As relações entre Pequim e Washington se deterioraram durante a presidência de Donald Trump (2016-2020), marcada por um conflito comercial entre as duas maiores potências econômicas do planeta.

O confronto provocou a aplicação de tarifas recíprocas adicionais sobre muitos produtos, o que teve efeitos sobre a economia global.

Mas Pequim e Washington assinaram uma trégua em janeiro de 2020, pouco antes da paralisação das atividades pela pandemia de covid-19.

Nesta quarta-feira, o vice-primeiro-ministro chinês, Liu He, teve uma reunião por videoconferência com a secretária americana do Tesouro, Janet Yellen, informou a agência oficial China Xinhua.

"As duas partes consideram que as relações econômicas entre China e Estados Unidos são muito importantes e de sejam manter a comunicação", afirmou a Xinhua.

Washington confirmou a conversa em um comunicado do Departamento do Tesouro, ao destacar que a administração Biden quer "cooperar nos âmbitos que beneficiam os Estados Unidos, enquanto aborda de maneira franca os assuntos preocupantes".

Na quinta-feira da semana passada, representantes chineses e americanos do setor do comércio organizaram a primeira reunião desde que Joe Biden assumiu a presidência.

Liu He, o principal negociador de Pequim na guerra comercial, conversou com Katherine Tai, representante do Comércio dos Estados Unidos (USTR). A China considerou o encontro "construtivo".

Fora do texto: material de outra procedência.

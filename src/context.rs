//! Cancellation contexts for retry loops.
//!
//! A [`Context`] lets a caller stop a retry loop from the outside. It exposes a
//! non-blocking poll ([`Context::err`]) and, through its [`Sleep`] supertrait,
//! a wait that returns as soon as the context is cancelled.
//!
//! - [`Background`] is never cancelled.
//! - [`CancelContext`] is cancelled explicitly with [`CancelContext::cancel`]
//!   or implicitly when its deadline passes.
//!
//! # Examples
//!
//! ```rust
//! use reattempt::context::{CancelContext, Cancelled, Context};
//! use std::time::Duration;
//!
//! let ctx = CancelContext::with_timeout(Duration::from_secs(30));
//! let handle = ctx.clone();
//!
//! assert_eq!(ctx.err(), None);
//! handle.cancel();
//! assert_eq!(ctx.err(), Some(Cancelled::Canceled));
//! ```

use crate::strategy::Sleep;
use std::sync::{Arc, Condvar, Mutex, MutexGuard, PoisonError};
use std::time::{Duration, Instant};

/// Why a context was cancelled.
#[derive(Debug, Clone, Copy, PartialEq, Eq, Hash)]
pub enum Cancelled {
    /// [`CancelContext::cancel`] was called.
    Canceled,
    /// The context's deadline passed.
    DeadlineExceeded,
}

impl std::fmt::Display for Cancelled {
    fn fmt(&self, f: &mut std::fmt::Formatter<'_>) -> std::fmt::Result {
        match self {
            Self::Canceled => write!(f, "context canceled"),
            Self::DeadlineExceeded => write!(f, "context deadline exceeded"),
        }
    }
}

impl std::error::Error for Cancelled {}

/// An external stop signal observed by the retry loop.
///
/// [`Sleep::sleep`] must return early once the context is cancelled.
pub trait Context: Sleep {
    /// `Some` once the context is cancelled. Never blocks.
    fn err(&self) -> Option<Cancelled>;
}

/// A context that is never cancelled and sleeps with [`std::thread::sleep`].
#[derive(Debug, Clone, Copy, Default)]
pub struct Background;

impl Sleep for Background {
    fn sleep(&self, duration: Duration) {
        std::thread::sleep(duration);
    }
}

impl Context for Background {
    fn err(&self) -> Option<Cancelled> {
        None
    }
}

#[derive(Debug)]
struct Inner {
    canceled: Mutex<bool>,
    wakeup: Condvar,
    deadline: Option<Instant>,
    #[cfg(feature = "async")]
    notify: tokio::sync::Notify,
}

/// A cancellable context with an optional deadline.
///
/// Clones share the same cancellation state, so one clone can be handed to
/// another thread to cancel a retry loop driven with the other.
#[derive(Debug, Clone)]
pub struct CancelContext {
    inner: Arc<Inner>,
}

impl CancelContext {
    /// A context without a deadline, cancelled only by [`cancel`](Self::cancel).
    pub fn new() -> Self {
        Self::with_optional_deadline(None)
    }

    /// A context that reports [`Cancelled::DeadlineExceeded`] from `deadline`.
    pub fn with_deadline(deadline: Instant) -> Self {
        Self::with_optional_deadline(Some(deadline))
    }

    /// A context whose deadline is `timeout` from now.
    pub fn with_timeout(timeout: Duration) -> Self {
        Self::with_optional_deadline(Instant::now().checked_add(timeout))
    }

    fn with_optional_deadline(deadline: Option<Instant>) -> Self {
        Self {
            inner: Arc::new(Inner {
                canceled: Mutex::new(false),
                wakeup: Condvar::new(),
                deadline,
                #[cfg(feature = "async")]
                notify: tokio::sync::Notify::new(),
            }),
        }
    }

    /// The deadline, if one was set.
    pub fn deadline(&self) -> Option<Instant> {
        self.inner.deadline
    }

    /// Cancel the context and wake every sleeper. Idempotent.
    pub fn cancel(&self) {
        *self.lock() = true;
        self.inner.wakeup.notify_all();
        #[cfg(feature = "async")]
        self.inner.notify.notify_waiters();
    }

    /// Shorthand for `self.err().is_some()`.
    pub fn is_cancelled(&self) -> bool {
        self.err().is_some()
    }

    // A poisoned lock still holds a valid bool.
    fn lock(&self) -> MutexGuard<'_, bool> {
        self.inner
            .canceled
            .lock()
            .unwrap_or_else(PoisonError::into_inner)
    }

    fn check(&self, canceled: bool, now: Instant) -> Option<Cancelled> {
        if canceled {
            return Some(Cancelled::Canceled);
        }
        match self.inner.deadline {
            Some(deadline) if now >= deadline => Some(Cancelled::DeadlineExceeded),
            _ => None,
        }
    }

    /// Resolves once the context is cancelled, by either cause.
    #[cfg(feature = "async")]
    pub async fn cancelled(&self) -> Cancelled {
        loop {
            let notified = self.inner.notify.notified();
            tokio::pin!(notified);
            // Register before checking so a concurrent cancel is not missed.
            notified.as_mut().enable();

            if let Some(reason) = self.err() {
                return reason;
            }

            match self.inner.deadline {
                Some(deadline) => {
                    tokio::select! {
                        _ = &mut notified => {}
                        _ = tokio::time::sleep_until(deadline.into()) => {}
                    }
                }
                None => notified.await,
            }
        }
    }
}

impl Default for CancelContext {
    fn default() -> Self {
        Self::new()
    }
}

impl Sleep for CancelContext {
    fn sleep(&self, duration: Duration) {
        let start = Instant::now();
        let wake_at = match (start.checked_add(duration), self.inner.deadline) {
            (Some(wake_at), Some(deadline)) => wake_at.min(deadline),
            (Some(wake_at), None) => wake_at,
            (None, Some(deadline)) => deadline,
            (None, None) => {
                // Effectively forever: wait for a cancel.
                let mut canceled = self.lock();
                while !*canceled {
                    canceled = self
                        .inner
                        .wakeup
                        .wait(canceled)
                        .unwrap_or_else(PoisonError::into_inner);
                }
                return;
            }
        };

        let mut canceled = self.lock();
        loop {
            let now = Instant::now();
            if *canceled || now >= wake_at {
                return;
            }
            canceled = self
                .inner
                .wakeup
                .wait_timeout(canceled, wake_at - now)
                .map(|(guard, _)| guard)
                .unwrap_or_else(|poisoned| poisoned.into_inner().0);
        }
    }
}

impl Context for CancelContext {
    fn err(&self) -> Option<Cancelled> {
        let canceled = *self.lock();
        self.check(canceled, Instant::now())
    }
}
//! User table endpoints and the token-gated profile/admin views.

use std::time::Instant;

use axum::extract::rejection::{JsonRejection, QueryRejection};
use axum::extract::{Query, State};
use axum::Json;
use sqlx::Connection;
use tracing::{info, instrument, warn};

use crate::auth::{AdminUser, CurrentUser};
use crate::db::{self, DbSession};
use crate::error::AppError;
use crate::extractors::{extract_json, extract_query};
use crate::models::{MessageResponse, NewUser, Pagination, User};
use crate::AppState;

const EMAIL_TAKEN: &str = "Email already registered";

#[instrument(skip_all, fields(user_name = tracing::field::Empty))]
pub async fn create_user(
    State(state): State<AppState>,
    DbSession(mut conn): DbSession,
    body: Result<Json<NewUser>, JsonRejection>,
) -> Result<Json<User>, AppError> {
    let input = extract_json(body)?;
    tracing::Span::current().record("user_name", input.name.as_str());
    let db_start = Instant::now();

    // Dropping the transaction on any early return rolls it back.
    let mut tx = conn.begin().await?;
    if db::find_user_by_email(&mut tx, &input.email).await?.is_some() {
        warn!("Email already registered");
        return Err(AppError::Conflict(EMAIL_TAKEN.to_string()));
    }
    let user = db::insert_user(&mut tx, &input).await.map_err(insert_error)?;
    tx.commit().await?;

    state.metrics.observe_db(db_start.elapsed());
    info!(user_id = user.id, role = %user.role, "Created user");
    Ok(Json(user))
}

// The email check above runs in the same transaction, but the UNIQUE
// constraint still has the final word.
fn insert_error(err: sqlx::Error) -> AppError {
    if db::is_unique_violation(&err) {
        warn!("Email already registered (constraint)");
        AppError::Conflict(EMAIL_TAKEN.to_string())
    } else {
        AppError::from(err)
    }
}

#[instrument(skip_all)]
pub async fn list_users(
    State(state): State<AppState>,
    DbSession(mut conn): DbSession,
    query: Result<Query<Pagination>, QueryRejection>,
) -> Result<Json<Vec<User>>, AppError> {
    let page = extract_query(query)?;
    let db_start = Instant::now();
    let users = db::list_users(&mut conn, page.skip, page.limit).await?;
    state.metrics.observe_db(db_start.elapsed());
    Ok(Json(users))
}

#[instrument(skip_all, fields(user_id = user.id))]
pub async fn read_profile(CurrentUser(user): CurrentUser) -> Json<User> {
    Json(user)
}

#[instrument(skip_all, fields(user_id = admin.id))]
pub async fn read_admin(AdminUser(admin): AdminUser) -> Json<MessageResponse> {
    Json(MessageResponse::new(format!(
        "Welcome, {}! You have admin access.",
        admin.name
    )))
}
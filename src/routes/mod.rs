//! Route registration.
//!
//! Every endpoint is listed once in [`route_table`]; [`build_router`] folds the
//! table into a single router at startup.

pub mod health;
pub mod items;
pub mod users;
pub mod views;

use axum::routing::{get, post, MethodRouter};
use axum::Router;

use crate::telemetry::http_tracing_middleware;
use crate::AppState;

pub fn route_table() -> Vec<(&'static str, MethodRouter<AppState>)> {
    vec![
        ("/", get(health::health)),
        ("/health", get(health::health)),
        ("/metrics", get(health::metrics)),
        ("/items/", post(items::create_item).get(items::list_items)),
        ("/items", post(items::create_item).get(items::list_items)),
        (
            "/items/:id",
            get(items::get_item)
                .put(items::replace_item)
                .patch(items::patch_item)
                .delete(items::delete_item),
        ),
        ("/users/", post(users::create_user).get(users::list_users)),
        ("/users", post(users::create_user).get(users::list_users)),
        ("/profile", get(users::read_profile)),
        ("/admin", get(users::read_admin)),
        ("/welcome/", get(views::welcome_guest)),
        ("/welcome", get(views::welcome_guest)),
        ("/welcome/:name", get(views::welcome)),
        ("/welcome/welcome2/:name", get(views::welcome_page)),
        ("/user/userinfo", get(views::user_info)),
    ]
}

pub fn build_router(state: AppState) -> Router {
    route_table()
        .into_iter()
        .fold(Router::new(), |router, (path, handler)| router.route(path, handler))
        .layer(axum::middleware::from_fn_with_state(
            state.clone(),
            http_tracing_middleware,
        ))
        .with_state(state)
}

#[cfg(test)]
mod tests {
    use super::*;
    use std::collections::HashSet;

    #[test]
    fn test_route_table_paths_are_unique() {
        let table = route_table();
        let paths: HashSet<&str> = table.iter().map(|(path, _)| *path).collect();
        assert_eq!(paths.len(), table.len());
        assert!(paths.contains("/items/:id"));
        assert!(paths.contains("/admin"));
        for collection in ["/items", "/users", "/welcome"] {
            assert!(paths.contains(collection), "{collection}");
            assert!(paths.contains(format!("{collection}/").as_str()), "{collection}/");
        }
    }
}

Com base na trégua assinada em janeiro de 2020, Pequim e Washington devem se reunir a cada seis meses.

Com o acordo chamado de "Fase 1", a China concordou em importar bens americanos por 20 bilhões de dólares durante dois anos, que supostamente permitirão reduzir o déficit dos Estados Unidos na relação.

Em abril, o governo Biden anunciou que pretendia fazer um balanço das promessas feitas pela China.